Wozniacki Diagnosed With Arthritis

 Wozniacki Diagnosed With Arthritis

Caroline Wozniacki has spoken of her ‘shock’ after being diagnosed with rheumatoid arthritis earlier this year after her defeat to Elina Svitolina at the WTA Finals in Singapore.
The world No. 3 said she woke up one morning after playing at Wimbledon and was unable to lift her hands above her head.
Having struggled with fatigue before the US Open, she was diagnosed with rheumatoid arthritis, a disease that limits mobility through painful joint inflammation and stiffness.

“In the beginning, it was a shock,” world No. 3 Wozniacki told reporters after her 5-7 7-5 6-3 defeat by Ukraine’s Svitolina on Thursday.
“You feel like you’re the fittest athlete out there, or that’s in my head, that’s what I’m known for, and all of a sudden you have this to work with.

“It is what it is, and you just have to be positive and work with it, and there are ways that you can feel better so that’s great.”
Wozniacki had held the world No. 1 spot for close to 70 weeks before she won her first grand slam title at the Australian Open earlier this year.

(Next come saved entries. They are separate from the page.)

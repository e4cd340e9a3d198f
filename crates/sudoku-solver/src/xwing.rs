//! X-wing: the one technique that scans the whole grid rather than a single cell.
//!
//! Unlike the techniques in [`crate::technique`], X-wing is not triggered by a single
//! cell's state, so it is applied once per grid per round rather than once per cell.

use sudoku_core::{Position, PropagatedGrid, Value};

/// Applies both X-wing passes (columns-fixed and rows-fixed) once, returning whether
/// either eliminated a candidate.
pub fn apply(grid: &mut PropagatedGrid) -> bool {
    let mut changed = column_pass(grid);
    changed |= row_pass(grid);
    changed
}

/// For each candidate, finds pairs of columns that each carry it in exactly the same two
/// rows, and eliminates it from those rows elsewhere.
fn column_pass(grid: &mut PropagatedGrid) -> bool {
    let side = grid.side();
    let mut changed = false;

    for value in Value::all(side) {
        let rows_by_col = candidate_lines(grid, side, value, true);
        for c1 in 0..usize::from(side) {
            if rows_by_col[c1].len() != 2 {
                continue;
            }
            for c2 in (c1 + 1)..usize::from(side) {
                if rows_by_col[c2] != rows_by_col[c1] {
                    continue;
                }
                let (r1, r2) = (rows_by_col[c1][0], rows_by_col[c1][1]);
                for row in [r1, r2] {
                    for col in 0..side {
                        if col == c1 as u8 || col == c2 as u8 {
                            continue;
                        }
                        changed |= grid.remove_candidate(Position::new(row, col), value);
                    }
                }
            }
        }
    }
    changed
}

/// The row/column dual of [`column_pass`].
fn row_pass(grid: &mut PropagatedGrid) -> bool {
    let side = grid.side();
    let mut changed = false;

    for value in Value::all(side) {
        let cols_by_row = candidate_lines(grid, side, value, false);
        for r1 in 0..usize::from(side) {
            if cols_by_row[r1].len() != 2 {
                continue;
            }
            for r2 in (r1 + 1)..usize::from(side) {
                if cols_by_row[r2] != cols_by_row[r1] {
                    continue;
                }
                let (c1, c2) = (cols_by_row[r1][0], cols_by_row[r1][1]);
                for col in [c1, c2] {
                    for row in 0..side {
                        if row == r1 as u8 || row == r2 as u8 {
                            continue;
                        }
                        changed |= grid.remove_candidate(Position::new(row, col), value);
                    }
                }
            }
        }
    }
    changed
}

/// For each column (or row, if `by_column` is false... only used with `true`/`false` to
/// select axis), returns the sorted list of perpendicular coordinates where `value` is
/// still a candidate.
fn candidate_lines(grid: &PropagatedGrid, side: u8, value: Value, by_column: bool) -> Vec<Vec<u8>> {
    let mut lines = vec![Vec::new(); usize::from(side)];
    for primary in 0..side {
        for secondary in 0..side {
            let pos = if by_column { Position::new(secondary, primary) } else { Position::new(primary, secondary) };
            let cell = grid.cell(pos);
            if !cell.has_value() && cell.has_candidate(value) {
                lines[usize::from(primary)].push(secondary);
            }
        }
    }
    lines
}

Victory in Melbourne again lifted the 28-year-old to the top of the world rankings.
She won her third title of the season in Beijing several weeks after her diagnosis, a victory she said “meant a lot to her” and boosted her confidence.

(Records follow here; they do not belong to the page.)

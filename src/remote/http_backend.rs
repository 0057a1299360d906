//! [`RemoteStore`] over the dashboard's JSON HTTP API, using blocking [`reqwest`].

use std::time::Duration;

use reqwest::{
    blocking::{Client, RequestBuilder, Response},
    Method, Url,
};
use serde::{de::DeserializeOwned, Deserialize};
use tracing::{debug, warn};
use uuid::Uuid;

use crate::{
    config::Config,
    domain::{Semester, SemesterDraft, SemesterId, SemesterUpdate, Transaction},
    errors::{DashboardError, Result},
};

use super::RemoteStore;

const REQUEST_ID_HEADER: &str = "X-Request-Id";
const SEMESTERS: &str = "semesters";
const TRANSACTIONS: &str = "transactions";

/// HTTP client for a single dashboard backend.
#[derive(Debug, Clone)]
pub struct HttpRemoteStore {
    client: Client,
    base: Url,
}

/// Single-record responses arrive wrapped as `{"data": ...}`.
#[derive(Deserialize)]
struct Envelope<T> {
    data: T,
}

/// The semester listing is a bare array; some deployments wrap it.
#[derive(Deserialize)]
#[serde(untagged)]
enum SemesterListPayload {
    Bare(Vec<Semester>),
    Wrapped {
        #[serde(alias = "data")]
        semesters: Vec<Semester>,
    },
}

#[derive(Deserialize)]
struct TransactionListPayload {
    #[serde(default)]
    transactions: Vec<Transaction>,
}

impl HttpRemoteStore {
    /// Creates a client for `base_url`, e.g. `http://localhost:5000`.
    pub fn new(base_url: &str, timeout: Duration) -> Result<Self> {
        let client = Client::builder().timeout(timeout).build()?;
        Self::with_client(client, base_url)
    }

    pub fn from_config(config: &Config) -> Result<Self> {
        Self::new(
            &config.api_base_url,
            Duration::from_secs(config.request_timeout_secs),
        )
    }

    /// Reuses an existing [`Client`], keeping its connection pool and settings.
    pub fn with_client(client: Client, base_url: &str) -> Result<Self> {
        let base = Url::parse(base_url).map_err(|err| {
            DashboardError::Config(format!("invalid backend url `{base_url}`: {err}"))
        })?;
        if base.cannot_be_a_base() {
            return Err(DashboardError::Config(format!(
                "backend url `{base_url}` cannot carry a path"
            )));
        }
        Ok(Self { client, base })
    }

    pub fn base_url(&self) -> &Url {
        &self.base
    }

    /// Appends `segments` to the base path. An empty final segment yields a trailing slash.
    pub(crate) fn endpoint(&self, segments: &[&str]) -> Result<Url> {
        let mut url = self.base.clone();
        url.path_segments_mut()
            .map_err(|_| {
                DashboardError::Config(format!("backend url `{}` cannot carry a path", self.base))
            })?
            .pop_if_empty()
            .extend(segments);
        Ok(url)
    }

    fn send(
        &self,
        method: Method,
        url: Url,
        build: impl FnOnce(RequestBuilder) -> RequestBuilder,
    ) -> Result<Response> {
        let request_id = Uuid::new_v4();
        debug!(%method, path = url.path(), %request_id, "sending backend request");
        let request = self
            .client
            .request(method.clone(), url.clone())
            .header(REQUEST_ID_HEADER, request_id.to_string());
        let response = build(request).send().map_err(|err| {
            warn!(%method, path = url.path(), %request_id, error = %err, "backend request failed");
            DashboardError::from(err)
        })?;
        Self::ensure_success(response, &method, &url)
    }

    fn ensure_success(response: Response, method: &Method, url: &Url) -> Result<Response> {
        let status = response.status();
        if status.is_success() {
            return Ok(response);
        }
        let body = response
            .text()
            .unwrap_or_else(|_| "<unreadable body>".to_string());
        warn!(%method, path = url.path(), status = status.as_u16(), "backend rejected request");
        Err(DashboardError::from_status(status.as_u16(), &body))
    }

    fn parse<T: DeserializeOwned>(response: Response) -> Result<T> {
        let body = response.text()?;
        decode(&body)
    }
}

impl RemoteStore for HttpRemoteStore {
    fn list_semesters(&self) -> Result<Vec<Semester>> {
        let url = self.endpoint(&[SEMESTERS, ""])?;
        let response = self.send(Method::GET, url, |req| req)?;
        let body = response.text()?;
        decode_semester_list(&body)
    }

    fn create_semester(&self, draft: &SemesterDraft) -> Result<Semester> {
        let url = self.endpoint(&[SEMESTERS, ""])?;
        let response = self.send(Method::POST, url, |req| req.json(draft))?;
        Self::parse::<Envelope<Semester>>(response).map(|envelope| envelope.data)
    }

    fn update_semester(&self, id: &SemesterId, changes: &SemesterUpdate) -> Result<Semester> {
        let url = self.endpoint(&[SEMESTERS, id.as_str()])?;
        let response = self.send(Method::PUT, url, |req| req.json(changes))?;
        Self::parse::<Envelope<Semester>>(response).map(|envelope| envelope.data)
    }

    fn delete_semester(&self, id: &SemesterId) -> Result<()> {
        let url = self.endpoint(&[SEMESTERS, id.as_str()])?;
        self.send(Method::DELETE, url, |req| req)?;
        Ok(())
    }

    fn list_transactions(&self, semester_id: &SemesterId) -> Result<Vec<Transaction>> {
        let url = self.endpoint(&[TRANSACTIONS, ""])?;
        let response = self.send(Method::GET, url, |req| {
            req.query(&[("semester_id", semester_id.as_str())])
        })?;
        Self::parse::<TransactionListPayload>(response).map(|payload| payload.transactions)
    }

    fn update_transaction(&self, transaction: &Transaction) -> Result<Transaction> {
        let url = self.endpoint(&[TRANSACTIONS, transaction.id.as_str()])?;
        let response = self.send(Method::PUT, url, |req| req.json(transaction))?;
        Self::parse::<Envelope<Transaction>>(response).map(|envelope| envelope.data)
    }
}

fn decode<T: DeserializeOwned>(body: &str) -> Result<T> {
    Ok(serde_json::from_str(body)?)
}

pub(crate) fn decode_semester_list(body: &str) -> Result<Vec<Semester>> {
    decode::<SemesterListPayload>(body).map(|payload| match payload {
        SemesterListPayload::Bare(semesters) | SemesterListPayload::Wrapped { semesters } => {
            semesters
        }
    })
}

“I think you obviously start asking yourself questions, what does this mean, does it mean I can’t get in as great of shape as I was before?” Wozniacki continued.
“Obviously winning in Beijing was huge. It also gave me the belief that nothing is going to set me back. I’m going to work with this and this is how it is, and I can do anything.”

While rheumatoid arthritis is traditionally thought to be a disease suffered by older generations, recent studies have revealed that it is more prevalent in young adults. Of the 54.4 million American sufferers, 32.2 million were aged under 65.
Wozniacki has been receiving treatment and is on medication since her initial diagnosis in August and is hopeful she’ll be able to manage the disease alongside her career.

“Some people can go into remission and some people, it just stops, the disease, and it’s just right there and it’s not going to get worse, or if it does, it’s slowly.
“The medicine now is so amazing so I’m not worried about it. So that’s great. You just have to be aware.”
The year-end WTA Finals see the top eight players in the world go head-to-head for a $7 million prize.